Second King of Singhasari
- Reign: 1227–1248
- Predecessor: Ken Arok
- Successor: Wisnuwardhana
- Born: Tumapel Palace
- Died: 1248 Tumapel Palace
- Burial: Kidal Temple, Tumpang, Malang
- Issue: Wisnuwardhana (and others)
- Dynasty: Rajasa
- Father: Tunggul Ametung (Pararaton version); Ranggah Rajasa (Nagarakretagama version);
- Mother: Ken Dedes
- Religion: Hindu-Buddhist

= Anusapati =

Second king of Singhasari in east Java (r. 1222–1248)

Anusapati, Anushanatha, or Anushapati was the second king of Singhasari, an Indianized Hindu kingdom in east Java between 1222 and 1248.

He was the son of Tunggul Ametung, the first husband of Ken Dedes.
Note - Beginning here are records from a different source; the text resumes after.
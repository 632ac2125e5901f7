use chrono::{DateTime, SecondsFormat, Utc};

#[derive(Debug, Clone, Copy, PartialEq, Eq)]
pub enum Axis {
    Lat,
    Lng,
}

/// `"12m 5s"`. Display only; pass filtering works on the raw duration.
pub fn format_duration(seconds: f64) -> String {
    let total = seconds.max(0.0).round() as i64;
    format!("{}m {}s", total / 60, total % 60)
}

/// `"12.345° N"`
pub fn format_coordinate(value: f64, axis: Axis) -> String {
    let direction = match (axis, value >= 0.0) {
        (Axis::Lat, true) => 'N',
        (Axis::Lat, false) => 'S',
        (Axis::Lng, true) => 'E',
        (Axis::Lng, false) => 'W',
    };
    format!("{:.3}° {}", value.abs(), direction)
}

pub fn format_instant(instant: DateTime<Utc>) -> String {
    instant.to_rfc3339_opts(SecondsFormat::Secs, true)
}

#[cfg(test)]
mod tests {
    use super::*;
    use chrono::TimeZone;
    use rstest::rstest;

    #[rstest]
    #[case(0.0, "0m 0s")]
    #[case(60.1, "1m 0s")]
    #[case(150.0, "2m 30s")]
    #[case(119.6, "2m 0s")]
    #[case(754.4, "12m 34s")]
    fn durations(#[case] seconds: f64, #[case] expected: &str) {
        assert_eq!(format_duration(seconds), expected);
    }

    #[rstest]
    #[case(51.5074, Axis::Lat, "51.507° N")]
    #[case(-33.8688, Axis::Lat, "33.869° S")]
    #[case(-0.1278, Axis::Lng, "0.128° W")]
    #[case(0.0, Axis::Lng, "0.000° E")]
    fn coordinates(#[case] value: f64, #[case] axis: Axis, #[case] expected: &str) {
        assert_eq!(format_coordinate(value, axis), expected);
    }

    #[test]
    fn instants_are_rfc3339() {
        let t = Utc.with_ymd_and_hms(2024, 3, 1, 12, 30, 5).unwrap();
        assert_eq!(format_instant(t), "2024-03-01T12:30:05Z");
    }
}
use chrono::Duration;
use serde::Deserialize;
use std::path::{Path, PathBuf};
use thiserror::Error;

use crate::predict::{GroundObserver, PredictError};

#[derive(Debug, Error)]
pub enum ConfigError {
    #[error("IO error: {0}")]
    Io(#[from] std::io::Error),
    #[error("YAML parse error: {0}")]
    Yaml(#[from] serde_yaml::Error),
    #[error("Invalid duration {value:?}: {message}")]
    Duration { value: String, message: String },
}

#[derive(Debug, Clone, Deserialize)]
pub struct Config {
    pub station: StationConfig,
    #[serde(default)]
    pub predict: PredictConfig,
}

#[derive(Debug, Clone, Deserialize)]
pub struct StationConfig {
    pub name: Option<String>,
    /// `"lat, lng"` in degrees
    pub coordinates: String,
    #[serde(default)]
    pub altitude_km: f64,
}

#[derive(Debug, Clone, Deserialize)]
pub struct PredictConfig {
    pub tle_folder: Option<PathBuf>,
    #[serde(default = "default_step")]
    pub step: String,
    #[serde(default = "default_min_pass_duration")]
    pub min_pass_duration: String,
    #[serde(default = "default_window")]
    pub window: String,
}

impl Default for PredictConfig {
    fn default() -> Self {
        Self {
            tle_folder: None,
            step: default_step(),
            min_pass_duration: default_min_pass_duration(),
            window: default_window(),
        }
    }
}

fn default_step() -> String {
    "30s".to_string()
}

fn default_min_pass_duration() -> String {
    "60s".to_string()
}

fn default_window() -> String {
    "24h".to_string()
}

impl Config {
    pub fn from_file(path: impl AsRef<Path>) -> Result<Self, ConfigError> {
        let content = std::fs::read_to_string(path)?;
        Self::from_yaml(&content)
    }

    pub fn from_yaml(content: &str) -> Result<Self, ConfigError> {
        let config: Config = serde_yaml::from_str(content)?;
        Ok(config)
    }

    pub fn observer(&self) -> Result<GroundObserver, PredictError> {
        GroundObserver::from_coordinates(&self.station.coordinates, Some(self.station.altitude_km))
    }
}

impl PredictConfig {
    pub fn step(&self) -> Result<Duration, ConfigError> {
        parse_duration(&self.step)
    }

    pub fn min_pass_duration(&self) -> Result<Duration, ConfigError> {
        parse_duration(&self.min_pass_duration)
    }

    pub fn window(&self) -> Result<Duration, ConfigError> {
        parse_duration(&self.window)
    }
}

/// Human duration such as `"30s"`, `"1h 30m"` or `"2days"`.
pub fn parse_duration(s: &str) -> Result<Duration, ConfigError> {
    let err = |message: String| ConfigError::Duration {
        value: s.to_string(),
        message,
    };
    humantime::parse_duration(s.trim())
        .map_err(|e| err(e.to_string()))
        .and_then(|d| Duration::from_std(d).map_err(|e| err(e.to_string())))
}

#[cfg(test)]
mod tests {
    use super::*;

    #[test]
    fn defaults_fill_predict_section() {
        let config = Config::from_yaml("station:\n  coordinates: \"52.5, 13.4\"\n").unwrap();
        assert_eq!(config.station.altitude_km, 0.0);
        assert!(config.predict.tle_folder.is_none());
        assert_eq!(config.predict.step().unwrap(), Duration::seconds(30));
        assert_eq!(config.predict.min_pass_duration().unwrap(), Duration::seconds(60));
        assert_eq!(config.predict.window().unwrap(), Duration::hours(24));

        let observer = config.observer().unwrap();
        assert_eq!(observer.latitude_deg(), 52.5);
    }

    #[test]
    fn full_config() {
        let yaml = r#"
station:
  name: Rooftop
  coordinates: "-33.9, 151.2"
  altitude_km: 0.05
predict:
  tle_folder: /var/lib/tle
  step: 10s
  min_pass_duration: 2m
  window: 3days
"#;
        let config = Config::from_yaml(yaml).unwrap();
        assert_eq!(config.station.name.as_deref(), Some("Rooftop"));
        assert_eq!(config.predict.tle_folder, Some(PathBuf::from("/var/lib/tle")));
        assert_eq!(config.predict.step().unwrap(), Duration::seconds(10));
        assert_eq!(config.predict.min_pass_duration().unwrap(), Duration::minutes(2));
        assert_eq!(config.predict.window().unwrap(), Duration::days(3));
    }

    #[test]
    fn bad_values_are_reported() {
        let config =
            Config::from_yaml("station:\n  coordinates: \"95, 0\"\npredict:\n  step: soon\n")
                .unwrap();
        assert!(matches!(config.observer(), Err(PredictError::InvalidObserver(_))));
        assert!(matches!(config.predict.step(), Err(ConfigError::Duration { .. })));
        assert!(Config::from_yaml("predict: {}\n").is_err());
    }
}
Anushapati assassinated Ken Arok in 1227, avenging his father's death.

The semi-mythical Pararaton, a Javanese historical chronicle, states that Tunggul Ametung, the ruler of the minor Javanese kingdom of Tumapel, was killed by the first king of Singhasari Ken Arok using a cursed kris, a type of Javanese knife, forged by Mpu Gandring. After he killed Tunggul Ametung, Ken Arok married Ken Dedes and formed the kingdom of Singhasari. The Pararaton alleges that Anusapati used the same cursed kris to kill Ken Arok.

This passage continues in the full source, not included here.